(Data extracted from a collection)
===============

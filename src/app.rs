use crate::config::{ApiFlavor, Config};
use crate::event::AppEvent;
use crate::form::{FieldName, InputForm};
use crate::reconcile::{FetchTicket, Reconciler};
use crate::ui::{
    form_panel::FormPanel,
    input::{self, Action},
    result_panel::ResultPanel,
    status_bar::StatusBar,
};
use crate::view;
use ratatui::{
    layout::{Constraint, Direction, Layout},
    Frame,
};

pub struct App {
    pub config: Config,
    pub form: InputForm,
    pub reconciler: Reconciler,
    pending: Option<FetchTicket>,
    pub should_quit: bool,
}

impl App {
    pub fn new(config: Config, form: InputForm) -> Self {
        let mut app = Self {
            config,
            form,
            reconciler: Reconciler::new(),
            pending: None,
            should_quit: false,
        };
        app.reconcile();
        app
    }

    /// The lookup the event loop should start next, if any.
    pub fn take_pending_fetch(&mut self) -> Option<FetchTicket> {
        self.pending.take()
    }

    fn reconcile(&mut self) {
        if let Some(ticket) = self.reconciler.on_tuple_change(self.form.tuple()) {
            self.pending = Some(ticket);
        }
    }

    pub fn handle_event(&mut self, event: AppEvent) {
        match event {
            AppEvent::Key(key) => {
                let action = input::map_key(key);
                self.handle_action(action);
            }
            AppEvent::Resize => {}
            AppEvent::LookupDone {
                generation,
                outcome,
            } => {
                self.reconciler.settle(generation, outcome);
            }
        }
    }

    fn handle_action(&mut self, action: Action) {
        match action {
            Action::Quit => self.should_quit = true,
            Action::Char(c) => self.form.push_char(c),
            Action::Backspace => self.form.backspace(),
            Action::ClearDraft => self.form.clear_draft(),
            Action::Commit => {
                self.form.commit_focused();
                self.reconcile();
            }
            Action::NextField => {
                self.form.focus(self.form.focused.next());
                self.reconcile();
            }
            Action::PrevField => {
                self.form.focus(self.form.focused.prev());
                self.reconcile();
            }
            Action::None => {}
        }
    }

    pub fn render(&mut self, frame: &mut Frame) {
        let size = frame.area();

        let chunks = Layout::default()
            .direction(Direction::Vertical)
            .constraints([
                Constraint::Length(FieldName::ALL.len() as u16 + 2),
                Constraint::Min(1),
                Constraint::Length(1),
            ])
            .split(size);

        frame.render_widget(FormPanel { form: &self.form }, chunks[0]);

        // The result on screen belongs to the issued lookup, not to the drafts.
        let issued = self.reconciler.issued();
        let fragments = view::fragments(
            self.reconciler.status(),
            self.reconciler.result(),
            issued.map(|t| t.branch.as_str()).unwrap_or_default(),
            chrono::Utc::now(),
        );
        frame.render_widget(ResultPanel { fragments: &fragments }, chunks[1]);

        let target = issued
            .map(|t| format!("{}@{}", t.repo_path(), t.branch))
            .unwrap_or_default();
        let api = match self.config.api {
            ApiFlavor::Graphql => "graphql",
            ApiFlavor::Rest => "rest",
        };
        frame.render_widget(
            StatusBar {
                status: self.reconciler.status(),
                target: &target,
                api,
            },
            chunks[2],
        );
    }
}

#[cfg(test)]
mod tests {
    use super::*;
    use crate::lookup::LookupResult;
    use crate::reconcile::FetchStatus;
    use crate::store::MemoryStore;
    use crate::test_utils::sample_data;
    use crossterm::event::{KeyCode, KeyEvent, KeyModifiers};
    use serde_json::json;

    fn press(app: &mut App, code: KeyCode) {
        app.handle_event(AppEvent::Key(KeyEvent::new(code, KeyModifiers::NONE)));
    }

    fn clear_draft(app: &mut App) {
        app.handle_event(AppEvent::Key(KeyEvent::new(
            KeyCode::Char('u'),
            KeyModifiers::CONTROL,
        )));
    }

    fn screen_text(app: &mut App) -> String {
        let backend = ratatui::backend::TestBackend::new(100, 40);
        let mut terminal = ratatui::Terminal::new(backend).unwrap();
        terminal.draw(|f| app.render(f)).unwrap();
        let buf = terminal.backend().buffer().clone();
        buf.content.iter().map(|c| c.symbol()).collect()
    }

    fn type_text(app: &mut App, text: &str) {
        for c in text.chars() {
            press(app, KeyCode::Char(c));
        }
    }

    fn new_app(token: Option<&str>) -> App {
        let form = InputForm::new(Box::new(MemoryStore::default()), token);
        App::new(Config::default(), form)
    }

    #[test]
    fn filling_all_fields_issues_one_fetch() {
        let mut app = new_app(Some("ghp_x"));
        type_text(&mut app, "rust-lang");
        press(&mut app, KeyCode::Tab);
        assert!(app.take_pending_fetch().is_none());
        type_text(&mut app, "rust");
        press(&mut app, KeyCode::Tab);
        assert!(app.take_pending_fetch().is_none());
        type_text(&mut app, "main");
        press(&mut app, KeyCode::Enter);

        let ticket = app.take_pending_fetch().expect("fetch issued");
        assert_eq!(ticket.tuple.repo_path(), "rust-lang/rust");
        assert_eq!(app.reconciler.status(), FetchStatus::Loading);

        // blur without changes
        press(&mut app, KeyCode::Tab);
        press(&mut app, KeyCode::Enter);
        assert!(app.take_pending_fetch().is_none());
    }

    #[test]
    fn completion_settles_reconciler() {
        let mut app = new_app(Some("ghp_x"));
        app.form.prefill(FieldName::Owner, "o");
        app.form.prefill(FieldName::Repo, "r");
        app.form.prefill(FieldName::Branch, "b");
        press(&mut app, KeyCode::Enter);
        let ticket = app.take_pending_fetch().expect("fetch issued");

        app.handle_event(AppEvent::LookupDone {
            generation: ticket.generation,
            outcome: Ok(json!({ "Error": "Bad credentials" })),
        });
        assert_eq!(app.reconciler.status(), FetchStatus::Settled);
        assert_eq!(
            app.reconciler.result(),
            Some(&LookupResult::GraphqlError("Bad credentials".into()))
        );
    }

    #[test]
    fn missing_branch_notice_names_the_looked_up_branch() {
        let mut app = new_app(Some("ghp_x"));
        app.form.prefill(FieldName::Owner, "o");
        app.form.prefill(FieldName::Repo, "r");
        app.form.prefill(FieldName::Branch, "missing");
        press(&mut app, KeyCode::Enter);
        let ticket = app.take_pending_fetch().expect("fetch issued");

        let mut data = sample_data();
        data.branch = None;
        app.handle_event(AppEvent::LookupDone {
            generation: ticket.generation,
            outcome: Ok(json!({ "Data": data })),
        });

        // owner cleared, then a different branch committed
        clear_draft(&mut app);
        press(&mut app, KeyCode::Enter);
        press(&mut app, KeyCode::Tab);
        press(&mut app, KeyCode::Tab);
        clear_draft(&mut app);
        type_text(&mut app, "main");
        press(&mut app, KeyCode::Enter);
        assert_eq!(app.form.tuple().branch, "main");
        assert!(app.take_pending_fetch().is_none());

        let text = screen_text(&mut app);
        assert!(text.contains("Could not find branch missing"));
        assert!(!text.contains("Could not find branch main"));
        assert!(text.contains("o/r@missing"));
    }

    #[test]
    fn escape_quits() {
        let mut app = new_app(None);
        press(&mut app, KeyCode::Esc);
        assert!(app.should_quit);
    }

    #[test]
    fn renders_into_test_backend() {
        let mut app = new_app(None);
        let text = screen_text(&mut app);
        assert!(text.contains("Owner"));
        assert!(text.contains("idle"));
    }
}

===============

EXERCISE DIRECTIONS
The answer must be every line from the records above that contains "tuple".

ANSWER TO THIS TASK
        if let Some(ticket) = self.reconciler.on_tuple_change(self.form.tuple()) {
        assert_eq!(ticket.tuple.repo_path(), "rust-lang/rust");
        assert_eq!(app.form.tuple().branch, "main");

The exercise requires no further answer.